Même avant la pandémie de COVID-19, les médecins étaient incroyablement occupés. Ce serait un euphémisme de dire que leur vie est bien remplie. Que vous ayez un petit cabinet de médecine familiale comptant de plus en plus de patients ou une spécialisation exigeante, ou que vous fassiez de fréquents quarts de travail de 24 heures à votre hôpital local, vous avez peut-être peu de temps ou d’énergie pour planifier votre succession. Après tout, personne ne veut vraiment penser à la fin de sa vie. Toutefois, songer à la possibilité de léguer à vos proches une succession désordonnée qu’ils devront démêler vous fera peut-être changer d’avis.

Au cours de la Conférence des femmes canadiennes en médecine (CWIM) de l’année dernière, Gestion de patrimoine TD a sondé plus de 600 professionnels de la santé au sujet de leur préparation financière. Plus des deux tiers (67 %) ont déclaré avoir un plan successoral 1. Peu importe où vous vous situez dans le processus de planification successorale, que ce soit tout au début ou quelque part au milieu, il est important de vous assurer que votre plan est adapté à votre situation professionnelle et familiale particulière et qu’il n’entraînera aucune conséquence imprévue. La collaboration avec un conseiller ou une conseillère en gestion de patrimoine est une façon de le faire.
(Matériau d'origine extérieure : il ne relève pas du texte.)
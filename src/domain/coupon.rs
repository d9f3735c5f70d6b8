use crate::domain::keys;
use crate::error::{CouponError, Result};
use chrono::{Days, NaiveDate, Utc};
use rust_decimal::Decimal;
use serde::{Deserialize, Serialize};
use std::fmt;
use std::ops::{Add, AddAssign, Sub, SubAssign};
use tracing::info;

/// Number of days a coupon stays valid when issued without an explicit expiry.
pub const DEFAULT_EXPIRY_DAYS: u64 = 90;

/// Days before expiry at which a coupon counts as expiring soon.
pub const EXPIRING_SOON_DAYS: i64 = 7;

/// Represents a monetary value held on a coupon.
///
/// This is a wrapper around `rust_decimal::Decimal` to enforce domain-specific rules
/// and provide type safety for financial calculations.
#[derive(Debug, Clone, Copy, PartialEq, PartialOrd, Default, Serialize, Deserialize)]
pub struct Balance(pub Decimal);

/// Represents a positive monetary amount for reservations and debits.
///
/// Ensures that requested amounts are always positive.
#[derive(Debug, Clone, Copy, PartialEq, PartialOrd, Serialize, Deserialize)]
pub struct Amount(Decimal);

impl Amount {
    pub fn new(value: Decimal) -> Result<Self> {
        if value <= Decimal::ZERO {
            return Err(CouponError::ValidationError(
                "amount must be positive".to_string(),
            ));
        }
        // fixed 2-decimal currency
        if value.normalize().scale() > 2 {
            return Err(CouponError::ValidationError(format!(
                "amount has sub-cent precision: {value}"
            )));
        }
        Ok(Self(value))
    }

    pub fn value(&self) -> Decimal {
        self.0
    }
}

impl TryFrom<Decimal> for Amount {
    type Error = CouponError;

    fn try_from(value: Decimal) -> Result<Self> {
        Self::new(value)
    }
}

impl From<Amount> for Decimal {
    fn from(amount: Amount) -> Self {
        amount.0
    }
}

impl From<Amount> for Balance {
    fn from(amount: Amount) -> Self {
        Self(amount.0)
    }
}

impl fmt::Display for Amount {
    fn fmt(&self, f: &mut fmt::Formatter<'_>) -> fmt::Result {
        self.0.fmt(f)
    }
}

impl Balance {
    pub const ZERO: Self = Self(Decimal::ZERO);

    pub fn new(amount: Decimal) -> Self {
        Self(amount)
    }
}

impl From<Balance> for Decimal {
    fn from(balance: Balance) -> Self {
        balance.0
    }
}

impl fmt::Display for Balance {
    fn fmt(&self, f: &mut fmt::Formatter<'_>) -> fmt::Result {
        self.0.fmt(f)
    }
}

// Implement basic arithmetic for Balance to make it a usable Value Object
impl Add for Balance {
    type Output = Self;
    fn add(self, rhs: Self) -> Self::Output {
        Self(self.0 + rhs.0)
    }
}

impl Sub for Balance {
    type Output = Self;
    fn sub(self, rhs: Self) -> Self::Output {
        Self(self.0 - rhs.0)
    }
}

impl AddAssign for Balance {
    fn add_assign(&mut self, rhs: Self) {
        self.0 += rhs.0;
    }
}

impl SubAssign for Balance {
    fn sub_assign(&mut self, rhs: Self) {
        self.0 -= rhs.0;
    }
}

#[derive(Debug, Serialize, Deserialize, PartialEq, Eq, Clone, Copy)]
#[serde(rename_all = "lowercase")]
pub enum CouponStatus {
    Active,
    Reserved,
    Used,
    Expired,
    Cancelled,
}

impl fmt::Display for CouponStatus {
    fn fmt(&self, f: &mut fmt::Formatter<'_>) -> fmt::Result {
        let name = match self {
            CouponStatus::Active => "active",
            CouponStatus::Reserved => "reserved",
            CouponStatus::Used => "used",
            CouponStatus::Expired => "expired",
            CouponStatus::Cancelled => "cancelled",
        };
        f.write_str(name)
    }
}

/// Represents the permanent ledger record of a prepaid coupon.
///
/// Tracks the issued amount, what is still spendable, and the lifecycle
/// status. The cached balance used during reservation lives outside this
/// entity; the ledger record only changes on confirmed usage or expiry.
#[derive(Debug, Serialize, Deserialize, PartialEq, Clone)]
pub struct Coupon {
    /// The unique identifier of the coupon.
    pub coupon_id: String,
    /// The user the coupon was issued to.
    pub user_id: String,
    /// The amount the coupon was issued with.
    pub original_amount: Balance,
    /// The amount still spendable.
    pub remaining_amount: Balance,
    /// Last day on which the coupon may be spent.
    pub expiry_date: NaiveDate,
    /// The lifecycle status of the coupon.
    pub status: CouponStatus,
}

impl Coupon {
    /// Issues a new coupon holding `original_amount`.
    ///
    /// Without an explicit expiry date the coupon is valid for
    /// [`DEFAULT_EXPIRY_DAYS`] from today.
    pub fn new(
        coupon_id: impl Into<String>,
        user_id: impl Into<String>,
        original_amount: Balance,
        expiry_date: Option<NaiveDate>,
    ) -> Result<Self> {
        let coupon_id = coupon_id.into();
        keys::validate_coupon_id(&coupon_id)?;
        if original_amount < Balance::ZERO {
            return Err(CouponError::ValidationError(format!(
                "original amount must not be negative: {original_amount}"
            )));
        }
        let expiry_date = expiry_date
            .unwrap_or_else(|| Utc::now().date_naive() + Days::new(DEFAULT_EXPIRY_DAYS));
        Ok(Self {
            coupon_id,
            user_id: user_id.into(),
            original_amount,
            remaining_amount: original_amount,
            expiry_date,
            status: CouponStatus::Active,
        })
    }

    /// Rebuilds a coupon from stored fields, checking the ledger invariants.
    pub fn from_parts(
        coupon_id: impl Into<String>,
        user_id: impl Into<String>,
        original_amount: Balance,
        remaining_amount: Balance,
        expiry_date: NaiveDate,
        status: CouponStatus,
    ) -> Result<Self> {
        let coupon_id = coupon_id.into();
        keys::validate_coupon_id(&coupon_id)?;
        if remaining_amount < Balance::ZERO {
            return Err(CouponError::ValidationError(format!(
                "remaining amount must not be negative: coupon_id={coupon_id}"
            )));
        }
        if remaining_amount > original_amount {
            return Err(CouponError::ValidationError(format!(
                "remaining amount exceeds original amount: coupon_id={coupon_id}"
            )));
        }
        if matches!(status, CouponStatus::Used | CouponStatus::Expired)
            && remaining_amount != Balance::ZERO
        {
            return Err(CouponError::ValidationError(format!(
                "{status} coupon must have zero remaining amount: coupon_id={coupon_id}"
            )));
        }
        Ok(Self {
            coupon_id,
            user_id: user_id.into(),
            original_amount,
            remaining_amount,
            expiry_date,
            status,
        })
    }

    /// True once the expiry date has passed. The expiry day itself still counts
    /// as valid.
    pub fn is_expired(&self, as_of: NaiveDate) -> bool {
        as_of > self.expiry_date
    }

    /// True while the coupon is spendable.
    pub fn is_active(&self, as_of: NaiveDate) -> bool {
        self.status == CouponStatus::Active && !self.is_expired(as_of)
    }

    /// Whether a debit of `amount` would succeed as of the given date.
    pub fn can_use(&self, amount: Amount, as_of: NaiveDate) -> bool {
        self.is_active(as_of) && self.remaining_amount >= amount.into()
    }

    /// True for active coupons within [`EXPIRING_SOON_DAYS`] of their expiry.
    pub fn is_expiring_soon(&self, as_of: NaiveDate) -> bool {
        self.is_active(as_of)
            && self.expiry_date.signed_duration_since(as_of).num_days() <= EXPIRING_SOON_DAYS
    }

    /// Permanently spends `amount` from the remaining balance.
    ///
    /// The coupon flips to `Used` exactly when the balance reaches zero.
    pub fn debit(&mut self, amount: Amount) -> Result<()> {
        let amount: Balance = amount.into();
        if amount > self.remaining_amount {
            return Err(CouponError::ValidationError(format!(
                "debit of {amount} exceeds remaining amount {} on coupon {}",
                self.remaining_amount, self.coupon_id
            )));
        }
        self.remaining_amount -= amount;
        if self.remaining_amount == Balance::ZERO {
            self.status = CouponStatus::Used;
        }
        Ok(())
    }

    /// Returns a previously confirmed amount to the coupon.
    ///
    /// A fully used coupon becomes spendable again; the balance can never
    /// exceed the originally issued amount.
    pub fn refund(&mut self, amount: Amount) -> Result<()> {
        let restored = self.remaining_amount + amount.into();
        if restored > self.original_amount {
            return Err(CouponError::ValidationError(format!(
                "refund would exceed original amount {} on coupon {}",
                self.original_amount, self.coupon_id
            )));
        }
        self.remaining_amount = restored;
        if self.status == CouponStatus::Used && self.remaining_amount > Balance::ZERO {
            self.status = CouponStatus::Active;
        }
        Ok(())
    }

    /// Expires the coupon once its expiry date has passed.
    pub fn expire(&mut self, as_of: NaiveDate) -> Result<Balance> {
        if !self.is_expired(as_of) {
            return Err(CouponError::ValidationError(format!(
                "coupon {} does not expire until {}",
                self.coupon_id, self.expiry_date
            )));
        }
        self.force_expire("expiry date passed")
    }

    /// Expires the coupon regardless of its expiry date.
    ///
    /// Only active coupons can be expired; the forfeited remaining amount is
    /// returned so batch jobs can aggregate it.
    pub fn force_expire(&mut self, reason: &str) -> Result<Balance> {
        if self.status != CouponStatus::Active {
            return Err(CouponError::ValidationError(format!(
                "cannot expire coupon {}: status is {}",
                self.coupon_id, self.status
            )));
        }
        let forfeited = self.remaining_amount;
        self.remaining_amount = Balance::ZERO;
        self.status = CouponStatus::Expired;
        info!(
            coupon_id = %self.coupon_id,
            %forfeited,
            reason,
            "coupon expired"
        );
        Ok(forfeited)
    }
}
Pour examiner quelques aspects clés que les gens négligent souvent concernant leur plan successoral, nous avons parlé à Nicole Ewing, directrice, Planification fiscale et successorale, et à Julie Seberras, directrice principale, Soutien de la planification du patrimoine, toutes deux à Gestion de patrimoine TD.

« En prenant le temps de réfléchir à votre plan successoral dès maintenant et en demandant l’aide d’un conseiller ou d’une conseillère en gestion de patrimoine, vous éviterez de faire porter le fardeau d’une succession désorganisée à votre famille le moment venu », affirme Mme Seberras, qui a de l’expérience de travail auprès des professionnels de la santé.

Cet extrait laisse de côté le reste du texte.